Show every line of the data that contains the string "attributes".
*** Record set Section Begins ***
//! Task tree database access
//!
//! Each project owns one nested-set task tree, materialized from the
//! template catalog at project creation and numbered independently of every
//! other project and of the catalog itself.

use crate::db::models::{NodeFields, Task};
use crate::db::{projects, templates};
use crate::fixed;
use crate::normalize::{plan_normalization, LeafWeight, NormalizeOutcome};
use crate::{Error, Result};
use sqlx::SqlitePool;
use std::collections::HashMap;
use tracing::{info, warn};
use uuid::Uuid;

type TaskRow = (
    String,
    String,
    Option<String>,
    Option<String>,
    i64,
    i64,
    String,
    i64,
    Option<String>,
    i64,
    i64,
    i64,
);

const TASK_COLUMNS: &str = "guid, project_guid, template_guid, parent_guid, left_bound, \
     right_bound, name, volume_h, unit, price_h, weight_h, total_price_h";

fn row_to_task(row: TaskRow) -> Task {
    Task {
        guid: row.0,
        project_guid: row.1,
        template_guid: row.2,
        parent_guid: row.3,
        left_bound: row.4,
        right_bound: row.5,
        name: row.6,
        volume_h: row.7,
        unit: row.8,
        price_h: row.9,
        weight_h: row.10,
        total_price_h: row.11,
    }
}

/// Fetch one task by guid
pub async fn get_task(db: &SqlitePool, guid: &str) -> Result<Task> {
    let sql = format!("SELECT {} FROM tasks WHERE guid = ?", TASK_COLUMNS);
    let row = sqlx::query_as::<_, TaskRow>(&sql)
        .bind(guid)
        .fetch_optional(db)
        .await?
        .ok_or_else(|| Error::NotFound(format!("task {}", guid)))?;

    Ok(row_to_task(row))
}

/// A project's full task tree, ordered by left bound ascending
pub async fn list_tasks(db: &SqlitePool, project_guid: &str) -> Result<Vec<Task>> {
    let sql = format!(
        "SELECT {} FROM tasks WHERE project_guid = ? ORDER BY left_bound",
        TASK_COLUMNS
    );
    let rows = sqlx::query_as::<_, TaskRow>(&sql)
        .bind(project_guid)
        .fetch_all(db)
        .await?;

    Ok(rows.into_iter().map(row_to_task).collect())
}

/// Number of task rows a project currently holds
pub async fn count_tasks(db: &SqlitePool, project_guid: &str) -> Result<i64> {
    let count: i64 = sqlx::query_scalar("SELECT COUNT(*) FROM tasks WHERE project_guid = ?")
        .bind(project_guid)
        .fetch_one(db)
        .await?;
    Ok(count)
}

/// Materialize the template catalog into a project's task tree
///
/// Walks the catalog in left-bound order so every parent is created before
/// its children; a running template→task map resolves each clone's parent.
/// Clones copy the template's attributes and its exact bounds - each
/// project's tree is numbered independently, so reusing the catalog
/// numbering is safe. All inserts run in one transaction.
///
/// Only idempotent on an empty tree: calling this twice duplicates tasks.
/// Callers guard with [`count_tasks`] or reset first.
pub async fn clone_templates_for_project(db: &SqlitePool, project_guid: &str) -> Result<usize> {
    // Surface a missing project as NotFound before touching the catalog
    let project = projects::get_project(db, project_guid).await?;

    let catalog = templates::list_templates(db).await?;
    if catalog.is_empty() {
        info!("Template catalog is empty, nothing to clone for {}", project.guid);
        return Ok(0);
    }

    let mut tx = db.begin().await?;
    let mut cloned: HashMap<String, String> = HashMap::new();

    for template in &catalog {
        let parent_task_guid = match &template.parent_guid {
            Some(parent) => Some(cloned.get(parent).cloned().ok_or_else(|| {
                Error::Internal(format!(
                    "template {} parent {} not yet cloned; catalog bounds are corrupt",
                    template.guid, parent
                ))
            })?),
            None => None,
        };

        let guid = Uuid::new_v4().to_string();
        sqlx::query(
            r#"
            INSERT INTO tasks
                (guid, project_guid, template_guid, parent_guid, left_bound, right_bound,
                 name, volume_h, unit, price_h, weight_h, total_price_h)
            VALUES (?, ?, ?, ?, ?, ?, ?, ?, ?, ?, ?, ?)
            "#,
        )
        .bind(&guid)
        .bind(project_guid)
        .bind(&template.guid)
        .bind(&parent_task_guid)
        .bind(template.left_bound)
        .bind(template.right_bound)
        .bind(&template.name)
        .bind(template.volume_h)
        .bind(&template.unit)
        .bind(template.price_h)
        .bind(template.weight_h)
        .bind(fixed::mul(template.price_h, template.volume_h))
        .execute(&mut *tx)
        .await?;

        cloned.insert(template.guid.clone(), guid);
    }

    tx.commit().await?;

    info!(
        "Cloned {} templates into project {}",
        cloned.len(),
        project.guid
    );
    Ok(cloned.len())
}

/// Delete all tasks of a project (reset/reseed flows)
///
/// Progress entries cascade with their tasks.
pub async fn delete_project_tasks(db: &SqlitePool, project_guid: &str) -> Result<u64> {
    let deleted = sqlx::query("DELETE FROM tasks WHERE project_guid = ?")
        .bind(project_guid)
        .execute(db)
        .await?
        .rows_affected();

    info!("Deleted {} tasks from project {}", deleted, project_guid);
    Ok(deleted)
}

/// Insert a manually-created task (no template backing)
///
/// Same shift-based bounds maintenance as the catalog, scoped to the
/// owning project's tree.
pub async fn insert_task(
    db: &SqlitePool,
    project_guid: &str,
    parent_guid: Option<&str>,
    fields: NodeFields,
) -> Result<Task> {
    fields.validate()?;
    projects::get_project(db, project_guid).await?;

    let guid = Uuid::new_v4().to_string();
    let mut tx = db.begin().await?;

    let (left, right) = match parent_guid {
        Some(parent) => {
            let parent_right: i64 = sqlx::query_scalar(
                "SELECT right_bound FROM tasks WHERE guid = ? AND project_guid = ?",
            )
            .bind(parent)
            .bind(project_guid)
            .fetch_optional(&mut *tx)
            .await?
            .ok_or_else(|| Error::NotFound(format!("task {}", parent)))?;

            sqlx::query(
                "UPDATE tasks SET right_bound = right_bound + 2 \
                 WHERE project_guid = ? AND right_bound >= ?",
            )
            .bind(project_guid)
            .bind(parent_right)
            .execute(&mut *tx)
            .await?;
            sqlx::query(
                "UPDATE tasks SET left_bound = left_bound + 2 \
                 WHERE project_guid = ? AND left_bound > ?",
            )
            .bind(project_guid)
            .bind(parent_right)
            .execute(&mut *tx)
            .await?;

            (parent_right, parent_right + 1)
        }
        None => {
            let max_right: Option<i64> =
                sqlx::query_scalar("SELECT MAX(right_bound) FROM tasks WHERE project_guid = ?")
                    .bind(project_guid)
                    .fetch_one(&mut *tx)
                    .await?;
            let left = max_right.unwrap_or(0) + 1;
            (left, left + 1)
        }
    };

    sqlx::query(
        r#"
        INSERT INTO tasks
            (guid, project_guid, template_guid, parent_guid, left_bound, right_bound,
             name, volume_h, unit, price_h, weight_h, total_price_h)
        VALUES (?, ?, NULL, ?, ?, ?, ?, ?, ?, ?, ?, ?)
        "#,
    )
    .bind(&guid)
    .bind(project_guid)
    .bind(parent_guid)
    .bind(left)
    .bind(right)
    .bind(&fields.name)
    .bind(fields.volume_h)
    .bind(&fields.unit)
    .bind(fields.price_h)
    .bind(fields.weight_h)
    .bind(fixed::mul(fields.price_h, fields.volume_h))
    .execute(&mut *tx)
    .await?;

    tx.commit().await?;

    get_task(db, &guid).await
}

/// Update a task's attributes, recomputing the derived total price
pub async fn update_task(db: &SqlitePool, guid: &str, fields: NodeFields) -> Result<Task> {
    fields.validate()?;

    let result = sqlx::query(
        r#"
        UPDATE tasks
        SET name = ?, volume_h = ?, unit = ?, price_h = ?, weight_h = ?,
            total_price_h = ?, updated_at = CURRENT_TIMESTAMP
        WHERE guid = ?
        "#,
    )
    .bind(&fields.name)
    .bind(fields.volume_h)
    .bind(&fields.unit)
    .bind(fields.price_h)
    .bind(fields.weight_h)
    .bind(fixed::mul(fields.price_h, fields.volume_h))
    .bind(guid)
    .execute(db)
    .await?;

    if result.rows_affected() == 0 {
        return Err(Error::NotFound(format!("task {}", guid)));
    }

    get_task(db, guid).await
}

/// Normalize one project's leaf-task weights so they sum to 100.00
pub async fn normalize_task_weights(
    db: &SqlitePool,
    project_guid: &str,
) -> Result<NormalizeOutcome> {
    projects::get_project(db, project_guid).await?;

    let rows = sqlx::query_as::<_, (String, i64)>(
        r#"
        SELECT guid, weight_h FROM tasks
        WHERE project_guid = ?
          AND guid NOT IN (
            SELECT parent_guid FROM tasks
            WHERE project_guid = ? AND parent_guid IS NOT NULL
          )
        ORDER BY guid
        "#,
    )
    .bind(project_guid)
    .bind(project_guid)
    .fetch_all(db)
    .await?;

    let leaves: Vec<LeafWeight> = rows
        .into_iter()
        .map(|(guid, weight_h)| LeafWeight { guid, weight_h })
        .collect();

    let plan = plan_normalization(&leaves)?;

    let mut tx = db.begin().await?;
    for change in &plan.changes {
        sqlx::query("UPDATE tasks SET weight_h = ?, updated_at = CURRENT_TIMESTAMP WHERE guid = ?")
            .bind(change.new_weight_h)
            .bind(&change.guid)
            .execute(&mut *tx)
            .await?;
    }
    tx.commit().await?;

    let outcome = NormalizeOutcome::from_plan(&plan);
    if outcome.success {
        info!(
            "Normalized {} task weights in project {}, sum {:.2}",
            outcome.updated_count, project_guid, outcome.final_sum
        );
    } else {
        warn!(
            "Task weight normalization for project {} left sum at {:.2}",
            project_guid, outcome.final_sum
        );
    }
    Ok(outcome)
}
*** Record set Section Ends ***
**Solution**
/// Clones copy the template's attributes and its exact bounds - each
/// Update a task's attributes, recomputing the derived total price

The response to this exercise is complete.